Neither you nor nein have chosen to address mental illness, a subject that nein opened the door to with an earlier statement but now, will not address.
I'm not going all the way down this rabbit hole, because the depth of it cannot be fully plumbed, but a surface skim suffices. There is no way to understand the circumstances presented when you're married to someone with, say, bipolar disorder (one example). The verbal, emotional, mental, and maybe physical abuse. The damage and lifetime toll that takes on everyone (including children, who are developmentally damaged, permanently scarred, and left with an uphill battle to form good relationships of their own one day). Christian counseling has no framework for it, doesn't understand the depth of it and certainly can't fix it (nor can anything, really). One problem is that well-meaning Christian counselors or friends lean so hard against divorce and tend to believe that if we just try a little harder, find the right tool, etc, everything can be solved. That's simply not true, and further is often in practice dangerous and damaging. God may be good in the midst of suffering. He may help the other spouse avoid making reciprocal mistakes that most people would make. But there are no overall happy endings except release from the situation for everyone else. The Christian community often does more damage than good in these types of circumstances, leaves the spouse feeling either ostracized/awkward/alone because no one really understands it, and at a bare minimum doesn't / can't really help. Sometimes you just need a good psychologist and a lawyer, bonus if they also happens to be Christians (but not at the expense of being a true blue mental health / legal professional).
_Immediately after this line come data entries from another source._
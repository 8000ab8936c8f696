use log::{info, warn};
use ndarray::{Array2, ArrayView1, ArrayViewMut1};

use super::{DataSet, DataSetMut, Learner};
use crate::{NnErr, Result};

/// An in-memory dataset, one row per sample.
#[derive(Debug, Clone)]
pub struct DirectStorageDataSet {
    instances: Array2<f64>,
    targets: Array2<f64>,
    evaluate: bool,
    iteration: usize,
}

impl DirectStorageDataSet {
    /// Creates a new `DirectStorageDataSet`.
    ///
    /// # Arguments
    /// * `instances` - A `samples x inputs` matrix.
    /// * `targets` - A `samples x outputs` matrix.
    ///
    /// # Returns
    /// A new dataset or an error if both matrices have a different amount of rows.
    pub fn new(instances: Array2<f64>, targets: Array2<f64>) -> Result<Self> {
        if instances.nrows() != targets.nrows() {
            return Err(NnErr::DimensionMismatch {
                what: "target rows",
                got: targets.nrows(),
                expected: instances.nrows(),
            });
        }

        Ok(Self {
            instances,
            targets,
            evaluate: false,
            iteration: 0,
        })
    }

    /// Creates a new `DirectStorageDataSet` from row-major raw buffers.
    ///
    /// # Arguments
    /// * `xs` - The instances, `x_size` values per sample.
    /// * `ys` - The targets, `y_size` values per sample.
    /// * `x_size` - The dimension of every instance.
    /// * `y_size` - The dimension of every target.
    ///
    /// A zero-sized side carries no row count of its own, it takes the other side's amount of
    /// samples and its buffer must be empty. If both sizes are zero the dataset is empty.
    pub fn from_vecs(xs: Vec<f64>, ys: Vec<f64>, x_size: usize, y_size: usize) -> Result<Self> {
        let x_rows = (x_size > 0).then(|| xs.len() / x_size);
        let y_rows = (y_size > 0).then(|| ys.len() / y_size);

        let instances =
            Array2::from_shape_vec((x_rows.or(y_rows).unwrap_or(0), x_size), xs)?;
        let targets = Array2::from_shape_vec((y_rows.or(x_rows).unwrap_or(0), y_size), ys)?;
        Self::new(instances, targets)
    }

    /// Enables logging the learner's mean squared error each time an iteration finishes.
    pub fn with_evaluation(mut self) -> Self {
        self.evaluate = true;
        self
    }

    /// Returns how many iterations have finished over this dataset.
    pub fn iterations(&self) -> usize {
        self.iteration
    }

    fn check(&self, i: usize) -> Result<()> {
        let len = self.samples();
        if i >= len {
            return Err(NnErr::IndexOutOfRange { index: i, len });
        }

        Ok(())
    }

    fn mse(&self, learner: &mut dyn Learner) -> Result<f64> {
        let mut total = 0.0;

        for (x, t) in self.instances.rows().into_iter().zip(self.targets.rows()) {
            let y = learner.predict(x)?;
            if y.len() != t.len() {
                return Err(NnErr::DimensionMismatch {
                    what: "prediction",
                    got: y.len(),
                    expected: t.len(),
                });
            }

            total += (&y - &t).mapv(|d| d * d).sum();
        }

        Ok(total / self.samples().max(1) as f64)
    }
}

impl DataSet for DirectStorageDataSet {
    fn samples(&self) -> usize {
        self.instances.nrows()
    }

    fn inputs(&self) -> usize {
        self.instances.ncols()
    }

    fn outputs(&self) -> usize {
        self.targets.ncols()
    }

    fn instance(&self, i: usize) -> Result<ArrayView1<'_, f64>> {
        self.check(i)?;
        Ok(self.instances.row(i))
    }

    fn target(&self, i: usize) -> Result<ArrayView1<'_, f64>> {
        self.check(i)?;
        Ok(self.targets.row(i))
    }
}

impl DataSetMut for DirectStorageDataSet {
    fn instance_mut(&mut self, i: usize) -> Result<ArrayViewMut1<'_, f64>> {
        self.check(i)?;
        Ok(self.instances.row_mut(i))
    }

    fn target_mut(&mut self, i: usize) -> Result<ArrayViewMut1<'_, f64>> {
        self.check(i)?;
        Ok(self.targets.row_mut(i))
    }

    fn finish_iteration(&mut self, learner: &mut dyn Learner) {
        self.iteration += 1;

        if !self.evaluate {
            return;
        }

        match self.mse(learner) {
            Ok(mse) => info!(iteration = self.iteration, mse = mse; "finished iteration"),
            Err(e) => warn!("could not evaluate iteration {}: {e}", self.iteration),
        }
    }
}
use std::{
    num::NonZeroUsize,
    ops::{Deref, Range},
};

use log::debug;
use rand::{Rng, seq::SliceRandom};

use super::{DataSet, DataSetView};
use crate::{NnErr, Result};

/// Returns the slice of `[0..total)` that belongs to the `group`-th of `groups` groups.
///
/// Properties:
/// - Ranges are contiguous, disjoint and cover `[0..total)`.
/// - Sizes differ by at most 1, the first `total % groups` groups hold the extra sample.
///
/// # Panics
/// If `group >= groups`.
pub fn group_range(total: usize, group: usize, groups: NonZeroUsize) -> Range<usize> {
    let groups = groups.get();
    assert!(group < groups, "group {group} out of range for {groups} groups");

    let base = total / groups;
    let rem = total % groups;

    let start = group * base + group.min(rem);
    let extra = if group < rem { 1 } else { 0 };

    start..start + base + extra
}

/// Returns every index of `dataset`, shuffled if requested.
fn universe<D, G>(dataset: &D, shuffling: bool, rng: &mut G) -> Vec<usize>
where
    D: DataSet + ?Sized,
    G: Rng + ?Sized,
{
    let mut indices: Vec<usize> = (0..dataset.samples()).collect();
    if shuffling {
        indices.shuffle(rng);
    }

    indices
}

/// Splits a dataset into `groups` views of balanced size.
///
/// Each view holds a disjoint and contiguous slice of the dataset's indices, if `shuffling`
/// is set the indices are permuted before being sliced so group membership is random. Every
/// sample of `dataset` ends up in exactly one group.
///
/// # Arguments
/// * `dataset` - A cloneable handle to the dataset, every view gets a copy of it.
/// * `groups` - The amount of views to create.
/// * `shuffling` - Whether to shuffle the indices before slicing them.
/// * `rng` - A random number generator, only used when `shuffling` is set.
///
/// # Returns
/// The views, in group order.
pub fn split<R, G>(
    dataset: R,
    groups: NonZeroUsize,
    shuffling: bool,
    rng: &mut G,
) -> Vec<DataSetView<R>>
where
    R: Deref + Clone,
    R::Target: DataSet,
    G: Rng + ?Sized,
{
    let indices = universe(&*dataset, shuffling, rng);
    let total = indices.len();

    debug!(samples = total, groups = groups.get(), shuffling = shuffling; "splitting dataset");

    (0..groups.get())
        .map(|group| {
            let range = group_range(total, group, groups);
            DataSetView::from_trusted(dataset.clone(), indices[range].to_vec())
        })
        .collect()
}

/// Splits a dataset into two views, the first one holding `round(ratio * samples)` samples
/// and the second one the rest.
///
/// # Arguments
/// * `dataset` - A cloneable handle to the dataset, both views get a copy of it.
/// * `ratio` - The share of samples that goes to the first view, in `[0, 1]`.
/// * `shuffling` - Whether to shuffle the indices before slicing them.
/// * `rng` - A random number generator, only used when `shuffling` is set.
///
/// # Returns
/// Both views or `NnErr::InvalidRatio` if the ratio is outside of `[0, 1]`.
pub fn split_ratio<R, G>(
    dataset: R,
    ratio: f64,
    shuffling: bool,
    rng: &mut G,
) -> Result<(DataSetView<R>, DataSetView<R>)>
where
    R: Deref + Clone,
    R::Target: DataSet,
    G: Rng + ?Sized,
{
    if !(0.0..=1.0).contains(&ratio) {
        return Err(NnErr::InvalidRatio(ratio));
    }

    let mut indices = universe(&*dataset, shuffling, rng);
    let total = indices.len();
    let first = ((ratio * total as f64).round() as usize).min(total);

    debug!(samples = total, first = first, ratio = ratio, shuffling = shuffling; "splitting dataset by ratio");

    let rest = indices.split_off(first);
    Ok((
        DataSetView::from_trusted(dataset.clone(), indices),
        DataSetView::from_trusted(dataset, rest),
    ))
}

/// Appends every index of every view in `groups` to `merging`, in group order and then in view
/// order. The destination keeps referencing its own dataset and overlapping groups produce
/// duplicated indices.
///
/// # Returns
/// `NnErr::IndexOutOfRange` if a group holds an index that is invalid for `merging`'s dataset,
/// in which case `merging` is left unchanged.
pub fn merge<R, S>(merging: &mut DataSetView<R>, groups: &[DataSetView<S>]) -> Result<()>
where
    R: Deref,
    R::Target: DataSet,
{
    merging.extend_from(groups)
}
Here is where we differ; you said "just try a little harder, find the right tool, etc, everything can be solved." Not for a minute do I believe everything can be solved and your thinking that me and others like me are working towards "overall happy endings" is where you are wrong.
Switch gears for a moment and think of a young couple having their first child. They've dreamed of the new child and their new life. Hope springs eternal for them. During birth the cord wraps around the babies neck and cuts off the oxygen supply. The baby lives but, irreparable damage is done. The child stands zero chance at developing much beyond a 3yr old intellectually. The parents didn't sign up for this. It was no part of there plan at all. Are they both good if they bail on the marriage and on the young, handicapped child? You and I both know that many marriages don't survive the pressures of ailing children.
Is it easier to understand what a covenant is when an ailing child is involved versus an ailing spouse? Are both situations equally fair to bailout? Is one fair and the other not? Why?
How is bipolar in a spouse different than a damaged brain in a child? Should one get a stronger commitment than the other? Why?
Words mean things and "covenant" is not a vague word. It's not a flexible word like male, female and marriage have become.
A contract is a mutually beneficial relationship while a covenant is something you fulfill. A contract exchanges one good for another while a covenant is giving oneself to the other.
To be clear, I'm not asking any woman to stick around and get beat. I would suggest separation and demand that the offending spouse get help. Involve law enforcement whenever and however. If they refuse or are not committed to the plan of help, then make the separation permanent.